:: PROMPT ::
Only the lines of the data below from the one with "filename crates/benchmarks/src/orchestrator.rs" through the one with "use rand::rngs::StdRng;" are wanted. Repeat them exactly.

==*==

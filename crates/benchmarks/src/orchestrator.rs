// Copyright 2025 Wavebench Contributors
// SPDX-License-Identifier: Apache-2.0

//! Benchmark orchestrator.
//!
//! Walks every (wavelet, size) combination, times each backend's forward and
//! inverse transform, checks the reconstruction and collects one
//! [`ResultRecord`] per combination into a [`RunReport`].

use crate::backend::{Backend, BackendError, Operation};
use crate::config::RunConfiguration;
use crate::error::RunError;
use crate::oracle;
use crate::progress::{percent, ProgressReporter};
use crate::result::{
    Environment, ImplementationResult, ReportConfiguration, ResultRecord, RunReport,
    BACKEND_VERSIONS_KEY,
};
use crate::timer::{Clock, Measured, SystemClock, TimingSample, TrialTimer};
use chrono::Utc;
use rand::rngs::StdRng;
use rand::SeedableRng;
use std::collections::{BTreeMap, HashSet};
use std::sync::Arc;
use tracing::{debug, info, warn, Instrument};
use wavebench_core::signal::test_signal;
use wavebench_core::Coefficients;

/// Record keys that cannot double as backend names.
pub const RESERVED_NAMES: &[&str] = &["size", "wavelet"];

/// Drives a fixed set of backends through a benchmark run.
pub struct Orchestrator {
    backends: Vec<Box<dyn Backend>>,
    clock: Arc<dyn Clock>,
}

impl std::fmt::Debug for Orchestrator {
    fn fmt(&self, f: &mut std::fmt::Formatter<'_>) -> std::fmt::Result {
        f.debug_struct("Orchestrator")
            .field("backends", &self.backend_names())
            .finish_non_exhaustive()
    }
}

==*==

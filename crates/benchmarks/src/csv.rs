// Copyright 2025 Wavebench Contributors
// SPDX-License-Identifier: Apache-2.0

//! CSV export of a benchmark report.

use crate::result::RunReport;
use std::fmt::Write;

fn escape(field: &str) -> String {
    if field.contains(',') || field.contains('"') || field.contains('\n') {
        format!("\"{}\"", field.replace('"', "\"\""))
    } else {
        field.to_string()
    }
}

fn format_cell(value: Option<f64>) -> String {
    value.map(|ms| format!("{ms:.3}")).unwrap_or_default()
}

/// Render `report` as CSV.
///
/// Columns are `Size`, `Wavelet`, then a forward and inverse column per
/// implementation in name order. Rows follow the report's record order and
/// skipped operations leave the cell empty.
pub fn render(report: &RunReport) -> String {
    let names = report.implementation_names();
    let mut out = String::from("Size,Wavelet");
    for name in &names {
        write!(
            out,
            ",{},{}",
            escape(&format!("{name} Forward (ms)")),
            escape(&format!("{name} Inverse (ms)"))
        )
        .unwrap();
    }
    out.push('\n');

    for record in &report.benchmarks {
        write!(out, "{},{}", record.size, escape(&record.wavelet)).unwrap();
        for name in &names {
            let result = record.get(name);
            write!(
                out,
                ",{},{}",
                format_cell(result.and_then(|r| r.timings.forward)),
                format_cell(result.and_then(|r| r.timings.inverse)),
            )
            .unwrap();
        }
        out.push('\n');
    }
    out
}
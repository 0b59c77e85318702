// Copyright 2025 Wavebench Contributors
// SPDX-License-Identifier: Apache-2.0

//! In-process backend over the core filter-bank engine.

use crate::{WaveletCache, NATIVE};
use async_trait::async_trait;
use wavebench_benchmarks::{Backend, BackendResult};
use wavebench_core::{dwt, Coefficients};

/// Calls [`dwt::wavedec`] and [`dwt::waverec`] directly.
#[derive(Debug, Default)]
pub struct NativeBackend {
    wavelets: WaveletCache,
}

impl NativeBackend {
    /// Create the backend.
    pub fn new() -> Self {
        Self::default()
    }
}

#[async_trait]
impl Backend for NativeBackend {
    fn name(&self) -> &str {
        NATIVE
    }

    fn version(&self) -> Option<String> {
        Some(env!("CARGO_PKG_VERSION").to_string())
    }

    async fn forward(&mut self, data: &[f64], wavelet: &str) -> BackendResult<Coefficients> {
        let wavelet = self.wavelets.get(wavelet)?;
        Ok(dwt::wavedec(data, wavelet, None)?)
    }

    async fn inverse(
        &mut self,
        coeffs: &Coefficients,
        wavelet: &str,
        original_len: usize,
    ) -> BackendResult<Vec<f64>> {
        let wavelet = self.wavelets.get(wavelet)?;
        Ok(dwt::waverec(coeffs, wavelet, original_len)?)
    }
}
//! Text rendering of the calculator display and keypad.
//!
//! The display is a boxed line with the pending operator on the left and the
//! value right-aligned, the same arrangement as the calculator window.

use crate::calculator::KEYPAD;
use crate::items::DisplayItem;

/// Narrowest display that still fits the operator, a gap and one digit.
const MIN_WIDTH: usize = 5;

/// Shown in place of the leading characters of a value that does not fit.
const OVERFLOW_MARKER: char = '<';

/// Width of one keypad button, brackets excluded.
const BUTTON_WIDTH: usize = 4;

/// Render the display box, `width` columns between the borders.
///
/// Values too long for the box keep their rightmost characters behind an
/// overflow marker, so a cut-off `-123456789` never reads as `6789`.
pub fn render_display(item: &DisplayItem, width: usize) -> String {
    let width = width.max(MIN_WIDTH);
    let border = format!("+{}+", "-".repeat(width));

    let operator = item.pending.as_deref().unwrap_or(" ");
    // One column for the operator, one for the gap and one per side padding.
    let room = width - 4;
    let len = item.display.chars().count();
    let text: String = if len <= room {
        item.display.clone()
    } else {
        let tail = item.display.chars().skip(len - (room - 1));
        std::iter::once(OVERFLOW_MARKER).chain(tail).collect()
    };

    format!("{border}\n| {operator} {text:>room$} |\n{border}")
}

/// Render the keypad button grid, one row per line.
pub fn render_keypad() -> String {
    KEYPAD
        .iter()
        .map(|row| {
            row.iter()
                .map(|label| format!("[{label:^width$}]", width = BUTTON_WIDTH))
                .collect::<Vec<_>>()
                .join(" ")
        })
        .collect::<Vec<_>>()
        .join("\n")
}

==*==

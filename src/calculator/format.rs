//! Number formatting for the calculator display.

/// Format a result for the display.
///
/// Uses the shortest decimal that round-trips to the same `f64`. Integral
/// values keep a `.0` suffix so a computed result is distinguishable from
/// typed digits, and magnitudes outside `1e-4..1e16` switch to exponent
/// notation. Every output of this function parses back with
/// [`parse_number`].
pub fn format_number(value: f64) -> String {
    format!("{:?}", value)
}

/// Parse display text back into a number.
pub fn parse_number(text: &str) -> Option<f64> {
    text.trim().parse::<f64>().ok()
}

==*==

:: TASK RESULT ::
filename crates/benchmarks/src/orchestrator.rs
// Copyright 2025 Wavebench Contributors
// SPDX-License-Identifier: Apache-2.0

//! Benchmark orchestrator.
//!
//! Walks every (wavelet, size) combination, times each backend's forward and
//! inverse transform, checks the reconstruction and collects one
//! [`ResultRecord`] per combination into a [`RunReport`].

use crate::backend::{Backend, BackendError, Operation};
use crate::config::RunConfiguration;
use crate::error::RunError;
use crate::oracle;
use crate::progress::{percent, ProgressReporter};
use crate::result::{
    Environment, ImplementationResult, ReportConfiguration, ResultRecord, RunReport,
    BACKEND_VERSIONS_KEY,
};
use crate::timer::{Clock, Measured, SystemClock, TimingSample, TrialTimer};
use chrono::Utc;
use rand::rngs::StdRng;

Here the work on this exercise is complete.